Der Tierschutz war auch im vergangenen Jahr wieder ein ganz wichtiges Thema. Die Tierärztekammer hat mittels veröffentlichter Stellungnahme zum Thema Schächten (16. 11. 2020) ihre Sichtweise dargestellt: Der ÖTK-Vorstand vertritt gemeinsam mit zahlreichen Fachexperten die Ansicht, dass der gesetzlichen Forderung gemäß § 32 Abs 1 Tierschutzgesetz, den Tieren beim Schlachten nicht unnötig Schmerzen, Leiden, Schäden oder schwere Angst zuzufügen, Folge geleistet werden muss. Diesem Umstand würde jedoch bei rituellen Schächtungen nicht ausreichend Rechnung getragen, womit das Schächten ohne zuvor durchgeführte tierschutzkonforme Betäubung abzulehnen sei.
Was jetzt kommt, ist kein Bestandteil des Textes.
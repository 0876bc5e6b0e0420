//! Risk manager: approval, position sizing and daily limits

use super::circuit_breaker::{CircuitBreaker, CircuitBreakerState, CircuitBreakerStatus};
use crate::trading_core::signal::{Direction, Signal};
use chrono::{DateTime, Utc};
use serde::{Deserialize, Serialize};
use tracing::{debug, info};

#[derive(Debug, Clone, Serialize, Deserialize)]
#[serde(default)]
pub struct RiskConfig {
    /// 0 means unlimited
    pub max_trades_per_day: u32,
    pub max_daily_loss_usd: f64,
    pub max_risk_per_trade_usd: f64,
    pub max_open_positions: u32,
    pub max_consecutive_losses: u32,
    pub tick_size: f64,
    /// USD per tick per contract
    pub tick_value: f64,
}

impl Default for RiskConfig {
    fn default() -> Self {
        Self {
            max_trades_per_day: 3,
            max_daily_loss_usd: 500.0,
            max_risk_per_trade_usd: 100.0,
            max_open_positions: 2,
            max_consecutive_losses: 3,
            tick_size: 0.25,  // ES
            tick_value: 12.5, // ES
        }
    }
}

/// Account snapshot supplied before every approval
#[derive(Debug, Clone, Default, PartialEq, Serialize, Deserialize)]
pub struct AccountState {
    pub balance: f64,
    pub daily_pnl: f64,
    pub open_positions: u32,
    pub trades_today: u32,
    pub consecutive_losses: u32,
    pub last_trade_time: Option<DateTime<Utc>>,
}

#[derive(Debug, Clone, Copy, PartialEq, Eq, Serialize, Deserialize)]
pub enum RejectionCode {
    CircuitBreakerOpen,
    MaxTradesReached,
    MaxDailyLossReached,
    MaxRiskExceeded,
    MaxPositionsReached,
    ConsecutiveLosses,
    ZeroRisk,
    InvalidSignal,
}

impl RejectionCode {
    pub fn as_str(&self) -> &'static str {
        match self {
            RejectionCode::CircuitBreakerOpen => "circuit_breaker_open",
            RejectionCode::MaxTradesReached => "max_trades_reached",
            RejectionCode::MaxDailyLossReached => "max_daily_loss_reached",
            RejectionCode::MaxRiskExceeded => "max_risk_exceeded",
            RejectionCode::MaxPositionsReached => "max_positions_reached",
            RejectionCode::ConsecutiveLosses => "consecutive_losses",
            RejectionCode::ZeroRisk => "zero_risk",
            RejectionCode::InvalidSignal => "invalid_signal",
        }
    }
}

impl std::fmt::Display for RejectionCode {
    fn fmt(&self, f: &mut std::fmt::Formatter<'_>) -> std::fmt::Result {
        write!(f, "{}", self.as_str())
    }
}

#[derive(Debug, Clone, PartialEq, Serialize, Deserialize)]
pub struct ApprovalResult {
    pub approved: bool,
    pub reason: String,
    pub rejection_code: Option<RejectionCode>,
    /// Signal carrying the approved quantity
    pub adjusted_signal: Option<Signal>,
    /// USD at risk for the approved size (per contract when rejected on size)
    pub risk_amount: f64,
    pub position_size: u32,
}

impl ApprovalResult {
    fn rejected(code: RejectionCode, reason: String) -> Self {
        Self {
            approved: false,
            reason,
            rejection_code: Some(code),
            adjusted_signal: None,
            risk_amount: 0.0,
            position_size: 0,
        }
    }
}

/// Headroom before each limit is hit
#[derive(Debug, Clone, PartialEq, Serialize, Deserialize)]
pub struct RemainingCapacity {
    /// `None` when trades are unlimited
    pub trades_remaining: Option<u32>,
    pub loss_capacity_usd: f64,
    pub positions_remaining: u32,
    pub losses_until_pause: u32,
    pub circuit_breaker: CircuitBreakerState,
}

/// Sizing outcome for one signal
enum Sizing {
    Contracts { contracts: u32, risk_usd: f64 },
    Rejected { code: RejectionCode, reason: String, risk_usd: f64 },
}

/// Per-instrument risk gatekeeper
#[derive(Debug, Clone)]
pub struct RiskManager {
    config: RiskConfig,
    breaker: CircuitBreaker,
}

impl RiskManager {
    pub fn new(config: RiskConfig) -> Self {
        Self {
            config,
            breaker: CircuitBreaker::default(),
        }
    }

    pub fn config(&self) -> &RiskConfig {
        &self.config
    }

    /// Approve or reject a signal. Checks short-circuit in a fixed order:
    /// breaker, trade count, daily loss, loss streak, open positions, sizing.
    pub fn approve(&mut self, signal: &Signal, account: &AccountState) -> ApprovalResult {
        let cfg = &self.config;

        if self.breaker.is_open() {
            let status = self.breaker.status();
            return ApprovalResult::rejected(
                RejectionCode::CircuitBreakerOpen,
                format!("Circuit breaker open: {}", status.reason),
            );
        }

        if cfg.max_trades_per_day > 0 && account.trades_today >= cfg.max_trades_per_day {
            return ApprovalResult::rejected(
                RejectionCode::MaxTradesReached,
                format!("Max trades reached: {}/{}", account.trades_today, cfg.max_trades_per_day),
            );
        }

        if account.daily_pnl <= -cfg.max_daily_loss_usd {
            let reason = format!(
                "Max daily loss reached: ${:.2} (limit ${:.2})",
                -account.daily_pnl, cfg.max_daily_loss_usd
            );
            self.breaker.trip(&reason, signal.created_at);
            return ApprovalResult::rejected(RejectionCode::MaxDailyLossReached, reason);
        }

        if account.consecutive_losses >= cfg.max_consecutive_losses {
            let reason = format!(
                "Consecutive losses: {} (limit {})",
                account.consecutive_losses, cfg.max_consecutive_losses
            );
            self.breaker.trip(&reason, signal.created_at);
            return ApprovalResult::rejected(RejectionCode::ConsecutiveLosses, reason);
        }

        if account.open_positions >= cfg.max_open_positions {
            return ApprovalResult::rejected(
                RejectionCode::MaxPositionsReached,
                format!("Max open positions: {}/{}", account.open_positions, cfg.max_open_positions),
            );
        }

        match self.position_size(signal) {
            Sizing::Rejected { code, reason, risk_usd } => {
                debug!("Risk rejected {}: {}", signal.symbol, reason);
                ApprovalResult {
                    risk_amount: risk_usd,
                    ..ApprovalResult::rejected(code, reason)
                }
            }
            Sizing::Contracts { contracts, risk_usd } => {
                info!(
                    "Risk approved {} x{} (risk ${:.2})",
                    signal, contracts, risk_usd
                );
                ApprovalResult {
                    approved: true,
                    reason: "Approved".to_string(),
                    rejection_code: None,
                    adjusted_signal: Some(signal.with_quantity(contracts)),
                    risk_amount: risk_usd,
                    position_size: contracts,
                }
            }
        }
    }

    fn position_size(&self, signal: &Signal) -> Sizing {
        let cfg = &self.config;
        let (entry, stop) = (signal.entry_price, signal.stop_price);

        if !entry.is_finite() || !stop.is_finite() || cfg.tick_size <= 0.0 {
            return Sizing::Rejected {
                code: RejectionCode::InvalidSignal,
                reason: "Non-finite entry or stop price".to_string(),
                risk_usd: 0.0,
            };
        }

        let distance = (entry - stop).abs();
        if distance == 0.0 {
            return Sizing::Rejected {
                code: RejectionCode::ZeroRisk,
                reason: "Zero risk: entry equals stop".to_string(),
                risk_usd: 0.0,
            };
        }

        let protective = match signal.direction {
            Direction::Long => stop < entry,
            Direction::Short => stop > entry,
        };
        if !protective {
            return Sizing::Rejected {
                code: RejectionCode::InvalidSignal,
                reason: format!("Stop {:.2} on wrong side of entry {:.2}", stop, entry),
                risk_usd: 0.0,
            };
        }

        let ticks = distance / cfg.tick_size;
        let risk_per_contract = ticks * cfg.tick_value;
        if risk_per_contract <= 0.0 {
            return Sizing::Rejected {
                code: RejectionCode::ZeroRisk,
                reason: "Zero risk per contract".to_string(),
                risk_usd: 0.0,
            };
        }

        // Epsilon keeps exact multiples from flooring one short
        let contracts = (cfg.max_risk_per_trade_usd / risk_per_contract + 1e-9).floor();
        if contracts < 1.0 {
            return Sizing::Rejected {
                code: RejectionCode::MaxRiskExceeded,
                reason: format!(
                    "Risk per contract ${:.2} exceeds max ${:.2}",
                    risk_per_contract, cfg.max_risk_per_trade_usd
                ),
                risk_usd: risk_per_contract,
            };
        }

        let contracts = contracts as u32;
        Sizing::Contracts {
            contracts,
            risk_usd: contracts as f64 * risk_per_contract,
        }
    }

    /// Close the breaker. Called once per trading day by the scheduler.
    pub fn reset_daily(&mut self) {
        if self.breaker.is_open() {
            info!("Daily reset: closing circuit breaker");
        }
        self.breaker.reset();
    }

    /// Stop trading immediately (news, manual override)
    pub fn trip(&mut self, reason: &str, at: DateTime<Utc>) {
        self.breaker.trip(&format!("Manual: {}", reason), at);
    }

    pub fn is_trading_enabled(&self) -> bool {
        !self.breaker.is_open()
    }

    pub fn circuit_breaker_status(&self) -> CircuitBreakerStatus {
        self.breaker.status()
    }

    pub fn remaining_capacity(&self, account: &AccountState) -> RemainingCapacity {
        let cfg = &self.config;
        RemainingCapacity {
            trades_remaining: (cfg.max_trades_per_day > 0)
                .then(|| cfg.max_trades_per_day.saturating_sub(account.trades_today)),
            loss_capacity_usd: (cfg.max_daily_loss_usd + account.daily_pnl).max(0.0),
            positions_remaining: cfg.max_open_positions.saturating_sub(account.open_positions),
            losses_until_pause: cfg.max_consecutive_losses.saturating_sub(account.consecutive_losses),
            circuit_breaker: self.breaker.state(),
        }
    }
}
Der ÖTK-Vorstand wurde dazu auch vom Petitionsausschuss des Parlaments zur Stellungnahme aufgefordert. Er hat sich daher der von der Bürgerinitiative Nr. 5/BI gestarteten Petition „Verbot des tierquälerischen, betäubungslosen Schächtens und Verbot der ‚Post-Cut-Stunning‘-Methode beim Schächten“ angeschlossen und sich für die genannten Verbote beim Schächten ausgesprochen. Auch in Sachen Tiertransporte hat sich wieder einiges getan: Dazu wurde ja bereits im Jahr 2018 eine ­viel beachtete ÖTK-Stellungnahme veröffentlicht, die schon bei der Erstveröffentlichung großes Interesse hervorgerufen hat – Reaktionen darauf wurden auch im Vetjournal veröffentlicht. Dass sich in der Zwischenzeit auch der Deutsche Amtstierärzteverband mit einem Forderungspapier an die Politik gewandt hat, bestätigt umso mehr, dass hier die gesetzlichen Regelungen eingehalten und präzisiert werden müssen. Zuletzt hat die ÖTK auf Einladung von Tierschutz Austria an einer gemeinsamen Pressekonferenz zum Thema Tiertransporte teilgenommen.

FORTBILDUNG GOES ONLINE

Der größte Boost war wohl am Fortbildungssektor zu verzeichnen. Veranstaltungen konnten nur mehr selten als Präsenzveranstaltungen abgehalten werden – der Wechsel in den Onlinebereich war die logische Folge. Bei der Bildungsstundenanerkennung kam es schließlich mit Juli sogar zur Gleichstellung von Präsenzveranstaltungen mit Onlineveranstaltungen; weitere Novellierungsschritte zur Bildungsordnung stehen noch an. Auch im Bereich des Fortbildungsangebots der VETAK bleibt die ÖTK am Puls der Zeit und startet 2021 ein neues digitales Aus­bildungsangebot. Mit Beginn des Jahres 2021 werden drei E-Learning-Lehrgänge zum Thema Praxismanagement – im Speziellen zu den drei Bereichen Betriebswirtschaft, Buchhaltung und Marketing – angeboten. Alle Lehrgänge können getrennt voneinander oder auch im Paket gebucht werden! Nach Absolvierung aller drei Kurse erhalten die TeilnehmerInnen das „ÖTK-E-Learning-Zertifikat Praxismanagement“.

Der Vorstand der Österreichischen Tierärztekammer wünscht Ihnen an dieser Stelle einen erfolgreichen Start ins kommende Jahr 2021. Bleiben Sie gesund!